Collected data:
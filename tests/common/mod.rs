//! Shared wiring for the HTTP tests: the real controllers and use-cases over
//! in-memory repositories, with outgoing email captured instead of sent.

#![allow(dead_code)]

use std::sync::{Arc, Mutex};

use actix_web::{
    body::BoxBody,
    dev::{ServiceFactory, ServiceRequest, ServiceResponse},
    App, Error,
};
use async_trait::async_trait;

use farmhub::config::{routes, CryptoService};
use farmhub::controllers::CookieSettings;
use farmhub::models::{NewUser, User, UserRole};
use farmhub::service::{EmailSender, JwtService, TokenKind};
use farmhub::use_cases::OtpPolicy;
use farmhub::{AppServices, Dependencies, Repositories};

/// Captures every OTP email instead of delivering it.
#[derive(Default)]
pub struct RecordingEmailSender {
    sent: Mutex<Vec<(String, String)>>,
}

impl RecordingEmailSender {
    pub fn sent(&self) -> Vec<(String, String)> {
        self.sent.lock().unwrap().clone()
    }

    pub fn last_code_for(&self, email: &str) -> Option<String> {
        self.sent
            .lock()
            .unwrap()
            .iter()
            .rev()
            .find(|(to, _)| to == email)
            .map(|(_, code)| code.clone())
    }
}

#[async_trait]
impl EmailSender for RecordingEmailSender {
    async fn send_otp_email(&self, to: &str, otp: &str) -> color_eyre::Result<()> {
        self.sent
            .lock()
            .unwrap()
            .push((to.to_string(), otp.to_string()));
        Ok(())
    }
}

/// Simulates the mail provider being down.
pub struct FailingEmailSender;

#[async_trait]
impl EmailSender for FailingEmailSender {
    async fn send_otp_email(&self, _to: &str, _otp: &str) -> color_eyre::Result<()> {
        Err(eyre::eyre!("SMTP relay unavailable"))
    }
}

pub struct TestContext {
    pub services: AppServices,
    pub repositories: Repositories,
    pub emails: Arc<RecordingEmailSender>,
    pub jwt: Arc<JwtService>,
    pub crypto: CryptoService,
}

impl TestContext {
    pub fn new() -> Self {
        Self::build(false, None)
    }

    pub fn production() -> Self {
        Self::build(true, None)
    }

    pub fn with_email_sender(sender: Arc<dyn EmailSender>) -> Self {
        Self::build(false, Some(sender))
    }

    fn build(production: bool, sender: Option<Arc<dyn EmailSender>>) -> Self {
        let repositories = Repositories::in_memory();
        let emails = Arc::new(RecordingEmailSender::default());
        let jwt = Arc::new(JwtService::new("test_secret_key", "test_issuer".to_string()));
        let crypto = CryptoService::with_cost(1024, 1);

        let services = AppServices::new(Dependencies {
            repositories: repositories.clone(),
            email_sender: sender.unwrap_or_else(|| emails.clone() as Arc<dyn EmailSender>),
            jwt: jwt.clone(),
            crypto,
            otp_policy: OtpPolicy::default(),
            cookies: CookieSettings::for_environment(production),
        });

        Self {
            services,
            repositories,
            emails,
            jwt,
            crypto,
        }
    }

    pub fn app(
        &self,
    ) -> App<
        impl ServiceFactory<
            ServiceRequest,
            Config = (),
            Response = ServiceResponse<BoxBody>,
            Error = Error,
            InitError = (),
        >,
    > {
        let services = self.services.clone();
        App::new()
            .configure(move |cfg| services.configure(cfg))
            .configure(routes)
    }

    /// Store a user directly, bypassing signup.
    pub async fn seed_user(&self, email: &str, role: UserRole, verified: bool) -> User {
        let mut user = User::new(NewUser {
            name: "Test Grower".to_string(),
            email: email.to_string(),
            password_hash: self.crypto.hash_secret("correct-horse").unwrap(),
            role,
            phone: "+15555550199".to_string(),
        });
        user.is_verified = verified;
        self.repositories.users.insert(&user).await.unwrap()
    }

    pub fn access_token(&self, user: &User) -> String {
        self.jwt.create_token(user, TokenKind::Access).unwrap()
    }

    pub fn refresh_token(&self, user: &User) -> String {
        self.jwt.create_token(user, TokenKind::Refresh).unwrap()
    }
}
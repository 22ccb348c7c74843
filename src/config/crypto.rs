use argon2::password_hash::{PasswordHasher, PasswordVerifier, SaltString};
use argon2::{Algorithm, Argon2, Params, PasswordHash, Version};
use color_eyre::Result;
use rand::Rng;
use rand_core::OsRng;
use tracing::instrument;

/// Argon2id hashing for passwords and one-time codes, plus OTP generation.
#[derive(Debug, Clone, Copy)]
pub struct CryptoService {
    memory_kib: u32,
    iterations: u32,
}

impl Default for CryptoService {
    fn default() -> Self {
        Self {
            memory_kib: 32_768, // 32 MB
            iterations: 3,
        }
    }
}

impl CryptoService {
    /// Cheaper parameters, used where hashing speed matters more than cost (tests, seeding).
    pub fn with_cost(memory_kib: u32, iterations: u32) -> Self {
        Self {
            memory_kib,
            iterations,
        }
    }

    fn argon2(&self) -> Result<Argon2<'static>> {
        let params = Params::new(self.memory_kib, self.iterations, 1, None)
            .map_err(|e| eyre::eyre!("Failed to create Argon2 params: {e}"))?;

        Ok(Argon2::new(Algorithm::Argon2id, Version::V0x13, params))
    }

    #[instrument(skip(self, secret))]
    pub fn hash_secret(&self, secret: &str) -> Result<String> {
        let salt = SaltString::generate(&mut OsRng);
        let argon2 = self.argon2()?;

        let hash = argon2
            .hash_password(secret.as_bytes(), &salt)
            .map_err(|e| eyre::eyre!("Failed to hash secret: {e}"))?
            .to_string();

        Ok(hash)
    }

    #[instrument(skip(self, secret, hash))]
    pub fn verify_secret(&self, secret: &str, hash: &str) -> Result<bool> {
        let parsed_hash =
            PasswordHash::new(hash).map_err(|e| eyre::eyre!("Invalid hash format: {e}"))?;

        let argon2 = self.argon2()?;

        match argon2.verify_password(secret.as_bytes(), &parsed_hash) {
            Ok(_) => Ok(true),
            Err(argon2::password_hash::Error::Password) => Ok(false),
            Err(e) => Err(eyre::eyre!("Secret verification failed: {e}")),
        }
    }

    /// Random numeric code of exactly `length` digits (no leading zero).
    pub fn generate_otp_code(&self, length: u32) -> Result<String> {
        if !(4..=12).contains(&length) {
            return Err(eyre::eyre!("OTP length must be between 4 and 12, got {length}"));
        }
        let low = 10u64.pow(length - 1);
        let high = 10u64.pow(length) - 1;
        let code = rand::thread_rng().gen_range(low..=high);
        Ok(code.to_string())
    }
}
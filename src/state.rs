use std::sync::Arc;

use actix_web::web;
use sqlx::PgPool;

use crate::config::crypto::CryptoService;
use crate::controllers::{CommunityController, CookieSettings, OtpController, UserController};
use crate::repository::{
    CommunityRepository, InMemoryCommunityRepository, InMemoryOtpStore, InMemoryUserRepository,
    OtpStore, PgCommunityRepository, PgOtpStore, PgUserRepository, UserRepository,
};
use crate::service::{AuthService, EmailSender, JwtService};
use crate::use_cases::{
    CommunityUseCase, GenerateOtpUseCase, OtpPolicy, UserInteractor, VerifyOtpUseCase,
};

#[derive(Clone)]
pub struct Repositories {
    pub otp: Arc<dyn OtpStore>,
    pub users: Arc<dyn UserRepository>,
    pub communities: Arc<dyn CommunityRepository>,
}

impl Repositories {
    pub fn postgres(pool: PgPool) -> Self {
        Self {
            otp: Arc::new(PgOtpStore::new(pool.clone())),
            users: Arc::new(PgUserRepository::new(pool.clone())),
            communities: Arc::new(PgCommunityRepository::new(pool)),
        }
    }

    pub fn in_memory() -> Self {
        Self {
            otp: Arc::new(InMemoryOtpStore::new()),
            users: Arc::new(InMemoryUserRepository::new()),
            communities: Arc::new(InMemoryCommunityRepository::new()),
        }
    }
}

/// Everything the services need, gathered in one place so `main` and the
/// tests wire the application the same way.
pub struct Dependencies {
    pub repositories: Repositories,
    pub email_sender: Arc<dyn EmailSender>,
    pub jwt: Arc<JwtService>,
    pub crypto: CryptoService,
    pub otp_policy: OtpPolicy,
    pub cookies: CookieSettings,
}

/// Controllers shared across actix workers.
#[derive(Clone)]
pub struct AppServices {
    pub otp_controller: web::Data<OtpController>,
    pub user_controller: web::Data<UserController>,
    pub community_controller: web::Data<CommunityController>,
    pub jwt: web::Data<JwtService>,
}

impl AppServices {
    pub fn new(deps: Dependencies) -> Self {
        let Dependencies {
            repositories,
            email_sender,
            jwt,
            crypto,
            otp_policy,
            cookies,
        } = deps;

        let auth_service = Arc::new(AuthService::new(
            repositories.users.clone(),
            jwt.clone(),
            crypto,
        ));
        let generate_otp = Arc::new(GenerateOtpUseCase::new(
            repositories.otp.clone(),
            crypto,
            otp_policy,
        ));
        let verify_otp = Arc::new(VerifyOtpUseCase::new(
            repositories.otp.clone(),
            crypto,
            otp_policy,
        ));
        let users = Arc::new(UserInteractor::new(repositories.users.clone(), crypto));
        let communities = Arc::new(CommunityUseCase::new(repositories.communities.clone()));

        Self {
            otp_controller: web::Data::new(OtpController::new(
                generate_otp,
                verify_otp,
                email_sender,
                auth_service.clone(),
                cookies,
            )),
            user_controller: web::Data::new(UserController::new(users, auth_service, cookies)),
            community_controller: web::Data::new(CommunityController::new(communities)),
            jwt: web::Data::from(jwt),
        }
    }

    pub fn configure(&self, cfg: &mut web::ServiceConfig) {
        cfg.app_data(self.otp_controller.clone())
            .app_data(self.user_controller.clone())
            .app_data(self.community_controller.clone())
            .app_data(self.jwt.clone());
    }
}
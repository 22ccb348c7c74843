use async_trait::async_trait;
use eyre::{Result, WrapErr};
use sqlx::PgPool;
use thiserror::Error;
use uuid::Uuid;

use crate::models::{User, UserRole};

/// Insert hit the unique email index.
#[derive(Debug, Error)]
#[error("Email already exists")]
pub struct DuplicateEmail;

#[async_trait]
pub trait UserRepository: Send + Sync {
    /// Fails with a [`DuplicateEmail`] report when the address is taken.
    async fn insert(&self, user: &User) -> Result<User>;

    async fn find_by_id(&self, id: Uuid) -> Result<Option<User>>;

    async fn find_by_email(&self, email: &str) -> Result<Option<User>>;

    /// Flip `is_verified` on, returning the updated user if one exists.
    async fn mark_verified(&self, email: &str) -> Result<Option<User>>;

    async fn set_role(&self, id: Uuid, role: UserRole) -> Result<Option<User>>;
}

#[derive(Clone)]
pub struct PgUserRepository {
    pool: PgPool,
}

impl PgUserRepository {
    pub fn new(pool: PgPool) -> Self {
        Self { pool }
    }
}

#[async_trait]
impl UserRepository for PgUserRepository {
    async fn insert(&self, user: &User) -> Result<User> {
        let result = sqlx::query_as::<_, User>(
            r#"
                INSERT INTO users (
                    id,
                    name,
                    email,
                    password_hash,
                    role,
                    phone,
                    is_verified,
                    is_admin,
                    is_blocked,
                    is_farmer,
                    expertise,
                    awards,
                    course_progress,
                    created_at,
                    updated_at
                )
                VALUES ($1, $2, $3, $4, $5, $6, $7, $8, $9, $10, $11, $12, $13, $14, $15)
                RETURNING *
            "#,
        )
        .bind(user.id)
        .bind(&user.name)
        .bind(&user.email)
        .bind(&user.password_hash)
        .bind(user.role)
        .bind(&user.phone)
        .bind(user.is_verified)
        .bind(user.is_admin)
        .bind(user.is_blocked)
        .bind(user.is_farmer)
        .bind(&user.expertise)
        .bind(&user.awards)
        .bind(&user.course_progress)
        .bind(user.created_at)
        .bind(user.updated_at)
        .fetch_one(&self.pool)
        .await;

        match result {
            Ok(user) => Ok(user),
            Err(err) => {
                if let sqlx::Error::Database(db_err) = &err {
                    if db_err.constraint() == Some("idx_users_email") {
                        return Err(DuplicateEmail.into());
                    }
                }
                Err(err).wrap_err("Failed to insert user")
            }
        }
    }

    async fn find_by_id(&self, id: Uuid) -> Result<Option<User>> {
        sqlx::query_as::<_, User>("SELECT * FROM users WHERE id = $1")
            .bind(id)
            .fetch_optional(&self.pool)
            .await
            .wrap_err("Failed to fetch user")
    }

    async fn find_by_email(&self, email: &str) -> Result<Option<User>> {
        sqlx::query_as::<_, User>("SELECT * FROM users WHERE email = $1")
            .bind(email)
            .fetch_optional(&self.pool)
            .await
            .wrap_err("Failed to fetch user")
    }

    async fn mark_verified(&self, email: &str) -> Result<Option<User>> {
        sqlx::query_as::<_, User>(
            r#"
                UPDATE users
                SET is_verified = TRUE,
                    updated_at = NOW()
                WHERE email = $1
                RETURNING *
            "#,
        )
        .bind(email)
        .fetch_optional(&self.pool)
        .await
        .wrap_err("Failed to mark user verified")
    }

    async fn set_role(&self, id: Uuid, role: UserRole) -> Result<Option<User>> {
        sqlx::query_as::<_, User>(
            r#"
                UPDATE users
                SET role = $2,
                    is_farmer = ($2 = 'farmer'::user_role),
                    is_admin = ($2 = 'admin'::user_role),
                    updated_at = NOW()
                WHERE id = $1
                RETURNING *
            "#,
        )
        .bind(id)
        .bind(role)
        .fetch_optional(&self.pool)
        .await
        .wrap_err("Failed to update user role")
    }
}
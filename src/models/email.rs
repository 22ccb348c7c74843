use std::fmt;

use validator::ValidateEmail;

/// A normalised (trimmed, lowercased) and syntactically valid email address.
#[derive(Debug, Clone, PartialEq, Eq, Hash)]
pub struct Email(String);

impl Email {
    pub fn parse(raw: &str) -> eyre::Result<Self> {
        let email = raw.trim().to_lowercase();
        if email.is_empty() {
            return Err(eyre::eyre!("Email address is required"));
        }
        if !email.validate_email() {
            return Err(eyre::eyre!("Invalid email address: {email}"));
        }
        Ok(Self(email))
    }

    pub fn as_str(&self) -> &str {
        &self.0
    }
}

impl fmt::Display for Email {
    fn fmt(&self, f: &mut fmt::Formatter<'_>) -> fmt::Result {
        f.write_str(&self.0)
    }
}

impl AsRef<str> for Email {
    fn as_ref(&self) -> &str {
        &self.0
    }
}
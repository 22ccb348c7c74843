use async_trait::async_trait;
use eyre::{Result, WrapErr};
use sqlx::PgPool;

use crate::models::OtpCode;

/// Persistence port for one-time codes, keyed by normalised email.
#[async_trait]
pub trait OtpStore: Send + Sync {
    /// Insert or overwrite the record for `record.email` (last write wins).
    async fn upsert(&self, record: &OtpCode) -> Result<()>;

    async fn find(&self, email: &str) -> Result<Option<OtpCode>>;

    // The operations below take the `code` hash that was checked and only touch
    // the record while it still holds that hash. A record reissued in between
    // is left alone.

    /// Bump the failed-attempt counter, returning the new count (0 if the
    /// record is gone or was reissued).
    async fn record_failed_attempt(&self, email: &str, code: &str) -> Result<i32>;

    /// Mark the record consumed. Returns false if it was missing, reissued, or
    /// already consumed.
    async fn consume(&self, email: &str, code: &str) -> Result<bool>;

    async fn delete(&self, email: &str, code: &str) -> Result<()>;
}

#[derive(Clone)]
pub struct PgOtpStore {
    pool: PgPool,
}

impl PgOtpStore {
    pub fn new(pool: PgPool) -> Self {
        Self { pool }
    }
}

#[async_trait]
impl OtpStore for PgOtpStore {
    async fn upsert(&self, record: &OtpCode) -> Result<()> {
        sqlx::query(
            r#"
                INSERT INTO otp_codes (
                    email,
                    code,
                    attempts,
                    consumed,
                    expires_at,
                    created_at
                )
                VALUES ($1, $2, $3, $4, $5, $6)
                ON CONFLICT (email)
                DO UPDATE SET
                    code = EXCLUDED.code,
                    attempts = EXCLUDED.attempts,
                    consumed = EXCLUDED.consumed,
                    expires_at = EXCLUDED.expires_at,
                    created_at = EXCLUDED.created_at
            "#,
        )
        .bind(&record.email)
        .bind(&record.code)
        .bind(record.attempts)
        .bind(record.consumed)
        .bind(record.expires_at)
        .bind(record.created_at)
        .execute(&self.pool)
        .await
        .wrap_err("Failed to store OTP")?;

        Ok(())
    }

    async fn find(&self, email: &str) -> Result<Option<OtpCode>> {
        sqlx::query_as::<_, OtpCode>("SELECT * FROM otp_codes WHERE email = $1")
            .bind(email)
            .fetch_optional(&self.pool)
            .await
            .wrap_err("Failed to fetch OTP record")
    }

    async fn record_failed_attempt(&self, email: &str, code: &str) -> Result<i32> {
        let attempts: Option<i32> = sqlx::query_scalar(
            r#"
                UPDATE otp_codes
                SET attempts = attempts + 1
                WHERE email = $1 AND code = $2
                RETURNING attempts
            "#,
        )
        .bind(email)
        .bind(code)
        .fetch_optional(&self.pool)
        .await
        .wrap_err("Failed to record OTP attempt")?;

        Ok(attempts.unwrap_or(0))
    }

    async fn consume(&self, email: &str, code: &str) -> Result<bool> {
        // Conditional update so two concurrent verifies cannot both win.
        let result = sqlx::query(
            r#"
                UPDATE otp_codes
                SET consumed = TRUE
                WHERE email = $1 AND code = $2 AND consumed = FALSE
            "#,
        )
        .bind(email)
        .bind(code)
        .execute(&self.pool)
        .await
        .wrap_err("Failed to consume OTP")?;

        Ok(result.rows_affected() == 1)
    }

    async fn delete(&self, email: &str, code: &str) -> Result<()> {
        sqlx::query("DELETE FROM otp_codes WHERE email = $1 AND code = $2")
            .bind(email)
            .bind(code)
            .execute(&self.pool)
            .await
            .wrap_err("Failed to delete OTP")?;

        Ok(())
    }
}
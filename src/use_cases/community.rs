use std::sync::Arc;

use tracing::{info, instrument};
use uuid::Uuid;

use crate::dto::{CreateCommunityDto, UpdateCommunityDto};
use crate::error::{AppError, AppResult};
use crate::models::{Community, NewCommunity};
use crate::repository::CommunityRepository;
use crate::service::Claims;

pub struct CommunityUseCase {
    communities: Arc<dyn CommunityRepository>,
}

impl CommunityUseCase {
    pub fn new(communities: Arc<dyn CommunityRepository>) -> Self {
        Self { communities }
    }

    #[instrument(skip(self, dto), fields(creator = %creator.sub))]
    pub async fn create(&self, creator: &Claims, dto: CreateCommunityDto) -> AppResult<Community> {
        let community = Community::new(NewCommunity {
            name: dto.name.trim().to_string(),
            description: dto.description.trim().to_string(),
            created_by: creator.sub.clone(),
            image_url: dto.image_url,
            categories: dto.categories,
        });
        let community = self.communities.insert(&community).await?;

        info!(community_id = %community.id, "Community created");
        Ok(community)
    }

    pub async fn list(&self) -> AppResult<Vec<Community>> {
        Ok(self.communities.list().await?)
    }

    pub async fn get(&self, id: Uuid) -> AppResult<Community> {
        self.communities
            .find(id)
            .await?
            .ok_or_else(|| AppError::NotFound("Community not found".to_string()))
    }

    pub async fn update(
        &self,
        actor: &Claims,
        id: Uuid,
        changes: UpdateCommunityDto,
    ) -> AppResult<Community> {
        self.ensure_can_manage(actor, id).await?;
        self.communities
            .update(id, &changes)
            .await?
            .ok_or_else(|| AppError::NotFound("Community not found".to_string()))
    }

    #[instrument(skip(self, actor))]
    pub async fn delete(&self, actor: &Claims, id: Uuid) -> AppResult<()> {
        self.ensure_can_manage(actor, id).await?;
        if !self.communities.delete(id).await? {
            return Err(AppError::NotFound("Community not found".to_string()));
        }
        info!("Community deleted");
        Ok(())
    }

    async fn ensure_can_manage(&self, actor: &Claims, id: Uuid) -> AppResult<()> {
        let community = self.get(id).await?;
        if actor.is_admin || community.created_by == actor.sub {
            Ok(())
        } else {
            Err(AppError::Forbidden(
                "Only the creator or an admin can change this community".to_string(),
            ))
        }
    }
}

> **What you need to do**
Each line of the entries that contains the word "phone" should be listed.

> **Response**
            phone: "+15555550199".to_string(),
                    phone,
        .bind(&user.phone)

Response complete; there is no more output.